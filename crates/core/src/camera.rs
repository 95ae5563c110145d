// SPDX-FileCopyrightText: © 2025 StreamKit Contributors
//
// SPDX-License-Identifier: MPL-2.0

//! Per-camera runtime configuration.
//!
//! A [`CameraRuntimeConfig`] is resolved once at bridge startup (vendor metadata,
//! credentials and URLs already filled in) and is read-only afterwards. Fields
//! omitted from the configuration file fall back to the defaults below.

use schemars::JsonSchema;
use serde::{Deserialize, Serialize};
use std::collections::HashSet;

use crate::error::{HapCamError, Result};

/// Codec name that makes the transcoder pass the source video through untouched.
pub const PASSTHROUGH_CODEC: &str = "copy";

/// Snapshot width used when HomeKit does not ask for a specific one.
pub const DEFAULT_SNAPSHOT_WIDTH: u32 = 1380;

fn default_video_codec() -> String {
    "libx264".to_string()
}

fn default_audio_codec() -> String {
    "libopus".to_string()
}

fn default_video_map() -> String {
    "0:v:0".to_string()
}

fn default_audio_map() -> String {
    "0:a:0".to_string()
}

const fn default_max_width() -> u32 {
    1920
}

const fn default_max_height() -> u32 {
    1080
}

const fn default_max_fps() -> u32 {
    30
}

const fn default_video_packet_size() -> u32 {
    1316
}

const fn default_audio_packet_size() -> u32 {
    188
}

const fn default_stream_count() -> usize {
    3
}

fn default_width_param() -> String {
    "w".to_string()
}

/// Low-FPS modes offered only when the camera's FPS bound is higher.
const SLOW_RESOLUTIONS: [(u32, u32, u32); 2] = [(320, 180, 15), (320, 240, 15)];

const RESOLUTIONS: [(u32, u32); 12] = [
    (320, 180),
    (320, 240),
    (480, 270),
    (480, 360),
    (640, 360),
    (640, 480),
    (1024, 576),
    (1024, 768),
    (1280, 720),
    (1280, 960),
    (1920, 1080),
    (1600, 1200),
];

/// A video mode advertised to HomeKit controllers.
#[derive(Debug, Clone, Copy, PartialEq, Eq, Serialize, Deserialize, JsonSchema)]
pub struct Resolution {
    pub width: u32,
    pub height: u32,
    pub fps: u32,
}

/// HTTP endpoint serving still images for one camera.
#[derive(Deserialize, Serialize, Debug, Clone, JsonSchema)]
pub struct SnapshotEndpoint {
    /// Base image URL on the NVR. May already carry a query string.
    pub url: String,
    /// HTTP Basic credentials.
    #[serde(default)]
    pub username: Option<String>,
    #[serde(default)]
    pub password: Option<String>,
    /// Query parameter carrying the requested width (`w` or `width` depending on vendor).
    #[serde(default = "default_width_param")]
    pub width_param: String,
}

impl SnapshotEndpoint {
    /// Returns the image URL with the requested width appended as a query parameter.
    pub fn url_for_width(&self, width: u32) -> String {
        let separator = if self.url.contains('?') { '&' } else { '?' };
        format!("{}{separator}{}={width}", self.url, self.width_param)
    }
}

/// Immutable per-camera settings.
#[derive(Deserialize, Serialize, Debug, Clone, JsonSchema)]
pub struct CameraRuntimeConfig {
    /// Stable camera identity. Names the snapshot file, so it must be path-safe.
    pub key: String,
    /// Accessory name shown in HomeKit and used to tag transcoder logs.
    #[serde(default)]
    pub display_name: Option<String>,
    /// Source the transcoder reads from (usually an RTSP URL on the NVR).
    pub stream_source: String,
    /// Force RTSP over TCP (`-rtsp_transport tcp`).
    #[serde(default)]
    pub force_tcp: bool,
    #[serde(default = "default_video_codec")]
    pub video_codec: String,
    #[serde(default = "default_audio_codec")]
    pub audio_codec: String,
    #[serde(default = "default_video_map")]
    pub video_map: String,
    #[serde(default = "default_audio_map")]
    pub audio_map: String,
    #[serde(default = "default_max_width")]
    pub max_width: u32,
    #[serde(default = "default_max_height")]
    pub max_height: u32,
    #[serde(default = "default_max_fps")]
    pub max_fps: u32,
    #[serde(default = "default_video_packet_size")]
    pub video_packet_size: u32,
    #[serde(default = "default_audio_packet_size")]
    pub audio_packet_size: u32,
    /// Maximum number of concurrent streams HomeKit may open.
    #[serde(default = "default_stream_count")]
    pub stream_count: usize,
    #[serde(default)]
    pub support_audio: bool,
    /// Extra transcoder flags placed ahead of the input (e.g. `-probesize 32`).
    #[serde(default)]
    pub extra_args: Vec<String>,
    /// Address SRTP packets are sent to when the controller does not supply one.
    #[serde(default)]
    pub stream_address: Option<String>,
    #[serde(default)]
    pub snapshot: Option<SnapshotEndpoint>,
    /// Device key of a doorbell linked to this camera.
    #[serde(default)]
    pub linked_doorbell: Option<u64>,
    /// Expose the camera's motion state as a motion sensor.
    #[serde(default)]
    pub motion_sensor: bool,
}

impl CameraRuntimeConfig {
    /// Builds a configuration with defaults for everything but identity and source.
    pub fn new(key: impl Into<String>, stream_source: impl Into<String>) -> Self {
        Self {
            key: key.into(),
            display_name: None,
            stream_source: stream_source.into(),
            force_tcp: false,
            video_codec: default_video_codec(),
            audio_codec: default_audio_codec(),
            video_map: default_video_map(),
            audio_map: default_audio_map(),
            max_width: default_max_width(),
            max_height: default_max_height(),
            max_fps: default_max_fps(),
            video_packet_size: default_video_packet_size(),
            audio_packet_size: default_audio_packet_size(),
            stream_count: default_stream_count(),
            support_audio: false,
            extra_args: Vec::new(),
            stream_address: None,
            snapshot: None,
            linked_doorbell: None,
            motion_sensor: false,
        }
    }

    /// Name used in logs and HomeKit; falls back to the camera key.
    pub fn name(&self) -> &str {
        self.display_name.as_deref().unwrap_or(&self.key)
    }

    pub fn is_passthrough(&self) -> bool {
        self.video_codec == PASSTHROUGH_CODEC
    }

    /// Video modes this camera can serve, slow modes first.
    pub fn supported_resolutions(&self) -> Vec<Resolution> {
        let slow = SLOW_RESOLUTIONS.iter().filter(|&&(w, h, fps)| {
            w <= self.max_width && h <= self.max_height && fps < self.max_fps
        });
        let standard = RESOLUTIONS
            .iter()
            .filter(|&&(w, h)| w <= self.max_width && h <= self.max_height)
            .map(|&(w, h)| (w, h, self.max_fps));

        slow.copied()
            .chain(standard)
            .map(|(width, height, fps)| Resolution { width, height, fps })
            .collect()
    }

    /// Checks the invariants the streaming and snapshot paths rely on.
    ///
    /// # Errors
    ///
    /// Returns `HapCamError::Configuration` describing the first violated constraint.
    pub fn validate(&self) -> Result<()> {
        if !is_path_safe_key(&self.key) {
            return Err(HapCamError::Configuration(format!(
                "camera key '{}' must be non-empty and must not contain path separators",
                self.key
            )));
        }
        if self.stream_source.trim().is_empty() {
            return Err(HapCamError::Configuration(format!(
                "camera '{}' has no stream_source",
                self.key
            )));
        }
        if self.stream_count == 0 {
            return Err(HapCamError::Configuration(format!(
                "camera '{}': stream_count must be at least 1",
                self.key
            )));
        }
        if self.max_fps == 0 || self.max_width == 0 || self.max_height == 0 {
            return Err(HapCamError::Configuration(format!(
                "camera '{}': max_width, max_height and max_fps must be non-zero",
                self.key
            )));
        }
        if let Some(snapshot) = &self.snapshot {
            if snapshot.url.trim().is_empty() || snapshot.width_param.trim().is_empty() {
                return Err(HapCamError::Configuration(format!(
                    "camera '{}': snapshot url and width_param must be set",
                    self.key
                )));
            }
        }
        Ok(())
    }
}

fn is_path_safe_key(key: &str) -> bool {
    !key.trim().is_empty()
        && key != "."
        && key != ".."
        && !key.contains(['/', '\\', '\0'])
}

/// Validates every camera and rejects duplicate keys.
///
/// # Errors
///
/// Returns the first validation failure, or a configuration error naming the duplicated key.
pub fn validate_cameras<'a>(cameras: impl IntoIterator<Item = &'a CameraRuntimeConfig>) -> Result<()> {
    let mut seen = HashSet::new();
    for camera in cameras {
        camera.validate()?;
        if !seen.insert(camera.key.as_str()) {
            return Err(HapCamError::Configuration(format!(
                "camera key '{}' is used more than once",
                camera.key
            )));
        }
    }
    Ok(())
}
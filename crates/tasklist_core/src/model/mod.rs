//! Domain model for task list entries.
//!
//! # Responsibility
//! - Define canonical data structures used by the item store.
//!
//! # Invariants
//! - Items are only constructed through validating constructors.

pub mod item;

────────────────────

Starting with the line that contains "through validating constructors.", restate every line through the end of the records above, exactly and with no other lines.

Answer box:
//! - Items are only constructed through validating constructors.

pub mod item;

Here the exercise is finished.